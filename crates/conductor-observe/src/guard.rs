//! Self-measurement of the logging layer
//!
//! Every facade call is timed into a bounded moving window. The overhead
//! ratio is the time spent inside the layer across the window divided by
//! the wall time the window spans, from the start of its oldest sample to
//! now. When that ratio exceeds `overhead_budget` the guard asks the tier
//! controller to escalate one tier and clears the window, so the next
//! decision only sees calls made under the new tier. Memory deltas come
//! from the monitor's most recent reading, so they are coarse and often
//! zero.

use conductor_config::GuardConfig;
use parking_lot::Mutex;
use serde::Serialize;
use std::collections::VecDeque;
use std::sync::atomic::{AtomicU64, Ordering};
use std::sync::Arc;
use std::time::{Duration, Instant};
use tracing::warn;

use crate::monitor::MemoryPressureMonitor;
use crate::tier::{TierController, TierTransition, TierTrigger};

#[derive(Debug, Clone, Copy, PartialEq, Eq)]
pub struct PerformanceSample {
    pub operation: &'static str,
    pub duration: Duration,
    pub memory_delta: i64,
}

/// Aggregate over the moving window
#[derive(Debug, Clone, Serialize)]
pub struct GuardStats {
    pub samples: usize,
    pub mean_duration_us: u64,
    pub max_duration_us: u64,
    pub mean_memory_delta: i64,
    /// Overhead fraction across the window
    pub overhead_ratio: f64,
    pub escalations: u64,
}

/// A sample and the instant it finished
struct Timed {
    sample: PerformanceSample,
    finished: Instant,
}

impl Timed {
    fn started(&self) -> Instant {
        self.finished
            .checked_sub(self.sample.duration)
            .unwrap_or(self.finished)
    }
}

#[derive(Default)]
struct Window {
    samples: VecDeque<Timed>,
    total: Duration,
    total_memory_delta: i64,
}

impl Window {
    fn push(&mut self, timed: Timed, capacity: usize) {
        self.total += timed.sample.duration;
        self.total_memory_delta += timed.sample.memory_delta;
        self.samples.push_back(timed);
        while self.samples.len() > capacity.max(1) {
            if let Some(old) = self.samples.pop_front() {
                self.total = self.total.saturating_sub(old.sample.duration);
                self.total_memory_delta -= old.sample.memory_delta;
            }
        }
    }

    fn clear(&mut self) {
        self.samples.clear();
        self.total = Duration::ZERO;
        self.total_memory_delta = 0;
    }

    /// Wall time from the start of the oldest sample to `now`
    fn span(&self, now: Instant) -> Duration {
        self.samples
            .front()
            .map_or(Duration::ZERO, |oldest| now.saturating_duration_since(oldest.started()))
    }

    fn overhead_ratio(&self, now: Instant) -> f64 {
        let span = self.span(now);
        if span.is_zero() {
            return 0.0;
        }
        (self.total.as_secs_f64() / span.as_secs_f64()).min(1.0)
    }
}

pub struct PerformanceGuard {
    window: Mutex<Window>,
    config: GuardConfig,
    monitor: Option<Arc<MemoryPressureMonitor>>,
    controller: Arc<TierController>,
    escalations: AtomicU64,
}

impl PerformanceGuard {
    pub fn new(
        config: GuardConfig,
        controller: Arc<TierController>,
        monitor: Option<Arc<MemoryPressureMonitor>>,
    ) -> Self {
        Self {
            window: Mutex::new(Window {
                samples: VecDeque::with_capacity(config.window.min(1024)),
                ..Window::default()
            }),
            config,
            monitor,
            controller,
            escalations: AtomicU64::new(0),
        }
    }

    /// Start measuring against a new command
    pub fn begin_command(&self) {
        self.window.lock().clear();
    }

    /// Run `f`, recording its duration and memory delta
    pub fn measure<T>(&self, operation: &'static str, f: impl FnOnce() -> T) -> T {
        let before = self.memory_used();
        let started = Instant::now();
        let out = f();
        let duration = started.elapsed();
        let memory_delta = self.memory_used() as i64 - before as i64;
        self.record(PerformanceSample {
            operation,
            duration,
            memory_delta,
        });
        out
    }

    pub fn record(&self, sample: PerformanceSample) -> Option<TierTransition> {
        self.record_at(sample, Instant::now())
    }

    /// Record a sample that finished at `now`
    pub(crate) fn record_at(&self, sample: PerformanceSample, now: Instant) -> Option<TierTransition> {
        let over_budget = {
            let mut window = self.window.lock();
            window.push(
                Timed {
                    sample,
                    finished: now,
                },
                self.config.window,
            );

            // Warm-up gates before the ratio means anything
            let warm = window.samples.len() >= self.config.min_samples
                && window.span(now) >= Duration::from_millis(self.config.min_elapsed_ms);
            let ratio = window.overhead_ratio(now);
            if warm && ratio > self.config.overhead_budget {
                window.clear();
                Some(ratio)
            } else {
                None
            }
        };

        let ratio = over_budget?;
        self.escalations.fetch_add(1, Ordering::Relaxed);
        warn!(
            overhead = ratio,
            budget = self.config.overhead_budget,
            operation = sample.operation,
            "logging overhead over budget, requesting escalation"
        );
        self.controller.request_escalation(TierTrigger::Overhead)
    }

    pub fn stats(&self) -> GuardStats {
        let window = self.window.lock();
        let n = window.samples.len();
        let mean = if n == 0 {
            Duration::ZERO
        } else {
            window.total / n as u32
        };
        GuardStats {
            samples: n,
            mean_duration_us: mean.as_micros() as u64,
            max_duration_us: window
                .samples
                .iter()
                .map(|t| t.sample.duration.as_micros() as u64)
                .max()
                .unwrap_or(0),
            mean_memory_delta: if n == 0 {
                0
            } else {
                window.total_memory_delta / n as i64
            },
            overhead_ratio: window.overhead_ratio(Instant::now()),
            escalations: self.escalations.load(Ordering::Relaxed),
        }
    }

    fn memory_used(&self) -> u64 {
        self.monitor
            .as_ref()
            .map(|m| m.last_used_bytes())
            .unwrap_or(0)
    }
}

impl std::fmt::Debug for PerformanceGuard {
    fn fmt(&self, f: &mut std::fmt::Formatter<'_>) -> std::fmt::Result {
        f.debug_struct("PerformanceGuard")
            .field("config", &self.config)
            .field("escalations", &self.escalations.load(Ordering::Relaxed))
            .finish_non_exhaustive()
    }
}

#[cfg(test)]
mod tests {
    use super::*;
    use crate::tier::{TierLevel, TierSettings};

    fn guard(config: GuardConfig) -> (PerformanceGuard, Arc<TierController>) {
        let controller = Arc::new(TierController::new(TierSettings::default()));
        (
            PerformanceGuard::new(config, Arc::clone(&controller), None),
            controller,
        )
    }

    fn sample(ms: u64) -> PerformanceSample {
        PerformanceSample {
            operation: "info",
            duration: Duration::from_millis(ms),
            memory_delta: 0,
        }
    }

    fn config() -> GuardConfig {
        GuardConfig {
            overhead_budget: 0.05,
            window: 8,
            min_samples: 4,
            min_elapsed_ms: 100,
        }
    }

    #[test]
    fn test_over_budget_escalates_and_clears_window() {
        let (guard, controller) = guard(config());
        let start = Instant::now();

        // 20ms every 50ms is about 47% of the span
        for i in 0..3 {
            assert!(guard.record_at(sample(20), start + Duration::from_millis(50 * i)).is_none());
        }
        let transition = guard
            .record_at(sample(20), start + Duration::from_millis(150))
            .unwrap();
        assert_eq!(transition.trigger, TierTrigger::Overhead);
        assert_eq!(controller.level(), TierLevel::Elevated);

        // Cleared window has to warm up again
        assert!(guard.record_at(sample(20), start + Duration::from_millis(200)).is_none());
        assert_eq!(guard.stats().samples, 1);
        assert_eq!(guard.stats().escalations, 1);
    }

    #[test]
    fn test_under_budget_never_escalates() {
        let (guard, controller) = guard(config());
        let start = Instant::now();
        for i in 0..100 {
            let at = start + Duration::from_millis(100 * i);
            assert!(guard.record_at(sample(1), at).is_none());
        }
        assert_eq!(controller.level(), TierLevel::Normal);
    }

    #[test]
    fn test_waits_for_minimum_elapsed() {
        let (guard, controller) = guard(config());
        let start = Instant::now();
        for i in 0..10 {
            guard.record_at(sample(5), start + Duration::from_millis(5 * i));
        }
        assert_eq!(controller.level(), TierLevel::Normal);
    }

    #[test]
    fn test_burst_after_long_quiet_escalates() {
        let (guard, controller) = guard(GuardConfig {
            window: 32,
            min_samples: 32,
            ..config()
        });
        let start = Instant::now();
        guard.begin_command();
        assert!(guard.record_at(sample(1), start).is_none());

        // An hour later, 32 calls of 20ms inside one second
        let burst = start + Duration::from_secs(3600);
        let mut transition = None;
        for i in 0..32 {
            transition = transition.or(guard.record_at(sample(20), burst + Duration::from_millis(31 * i)));
        }
        assert_eq!(transition.unwrap().trigger, TierTrigger::Overhead);
        assert_eq!(controller.level(), TierLevel::Elevated);
    }

    #[test]
    fn test_old_samples_roll_out_of_ratio() {
        let (guard, _) = guard(GuardConfig {
            window: 4,
            min_samples: usize::MAX,
            ..config()
        });
        let start = Instant::now();
        guard.record_at(sample(100), start);
        for i in 1..=4 {
            guard.record_at(sample(1), start + Duration::from_secs(i));
        }
        let window = guard.window.lock();
        assert_eq!(window.samples.len(), 4);
        assert_eq!(window.total, Duration::from_millis(4));
    }

    #[test]
    fn test_window_is_bounded() {
        let (guard, _) = guard(GuardConfig {
            window: 3,
            min_samples: usize::MAX,
            ..config()
        });
        for ms in [1, 2, 3, 4, 5] {
            guard.record(sample(ms));
        }
        let stats = guard.stats();
        assert_eq!(stats.samples, 3);
        assert_eq!(stats.mean_duration_us, 4_000);
        assert_eq!(stats.max_duration_us, 5_000);
    }

    #[test]
    fn test_measure_returns_value() {
        let (guard, _) = guard(config());
        let value = guard.measure("compute", || 41 + 1);
        assert_eq!(value, 42);
        assert_eq!(guard.stats().samples, 1);
    }
}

########

Check each line of the records for the word "load", then state how many lines have it, as a number only.

2